@aimeegc is working on the content flow audit process and is working to have something by the end of September.
@conradhallauthor has completed the first stage of content inventory and will now begin to identify the state of each piece with the help of @coachwp and incorporate testing feedback
@bethsoderberg and @melindahelt will take a look at SupportFlow and see what needs to happen there.
@coachwp reminded us about https://docs.google.com/spreadsheets/d/1PPb9Y9eXhdZXS7QJYCcWXzyMZRVVoVDLXrEbYyTHfnY/edit#gid=0 which will be helpful to the inventory that @conradhallauthor is working on
@aimeegc mentioned in regards to processing lesson plan testing feedback (Google Spreadsheet) “This may or may not be helpful, but the name for what we’re starting to veer into is actually a whole thing called Program Evaluation (taking feedback, results, questions, etc, and making sense of it to determine whether something is working well or not, as well as turning all that data and results into actionable next steps) so it was smart to have a person working on this only, and we may want to come back to that once we have a content flow to discuss. Just stating it for the record at this point. There are people who devote their career solely to this part of what we’re endeavoring to do”

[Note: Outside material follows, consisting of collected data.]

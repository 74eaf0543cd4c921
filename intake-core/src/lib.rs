//! intake-core library
//!
//! Document intake for a fixed set of expected financial reports: per-slot
//! state machine, report type gate, and completion tracking.

pub mod config;
pub mod error;
pub mod models;
pub mod notify;
pub mod report_type;
pub mod services;
pub mod types;
pub mod validators;

pub use crate::error::{IntakeError, IntakeResult, SlotError, SlotErrorKind};
pub use crate::models::{IntakeSession, Slot, SlotDefinition, SlotStatus};
pub use crate::notify::{EventBusNotifier, IntakeNotifier, NoopNotifier};
pub use crate::report_type::ReportType;
pub use crate::services::IntakeOrchestrator;
pub use crate::types::{
    CandidateFile, CollaboratorError, Collaborators, ExtractedDocument, ExtractedText,
    Identification, ParsedReport, ReportParser, TextExtractor, TypeIdentifier,
};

@bethsoderberg brought up a topic from our last video call that we determined that folks are not actually using our lesson plans as a script when delivering the lessons. People are not reading them word for word (which we agreed is a good thing!)
We will not be ditching the current lesson plans, but would like to brainstorm, over the long run, what format we want our lessons to have.
Once we determine a format, we will reformulate one or two plans and test those, in order to confirm the new format. THEN we may work on refactoring existing plans to fit the new, tested format.
We discussed an outline format, similar to something that could be converted to slides by the instructor.
We also discussed the original assumption that instructors didn’t already know everything (and didn’t need to) in order to pick up a lesson plan and teach it.
@aaimeeg shared a sample lesson plan format: https://docs.google.com/document/d/1JDgl8BJ9c7Q2moaUkyG075RD5wlX0Yb0xsEZlME4aYI/edit
@aimeegc shared the following from WordCamp WordCamps are casual, locally-organized conferences covering everything related to WordPress. They're one of the places where the WordPress community comes together to teach one another what they’ve learned throughout the year and share the joy. Learn more. for Publishers:
A lot of what I heard was about the frustration that WordPress developers aren’t ramped up enough for the kinds of developer positions open (in Publishing, but I bet this is true elsewhere), and it would be great to channel people’s desire to learn and get good at WordPress specific to goals and industry. WordPress developing is context-specific, so it would be great to see more support or direction being applied to what people want to do with what they’re learning about WordPress.
I’m not entirely sure how that should fit into our scope as it currently exists, but if our goal is to provide official training and skill building to become professional wordpress developers, through helping teachers of WordPress teach others, then it might be worthwhile to entertain how we might consider this need from our wider WordPress community
@bethsoderberg mentioned that this could potentially be addressed in the future workshop plans rather than individual lesson plans themselves.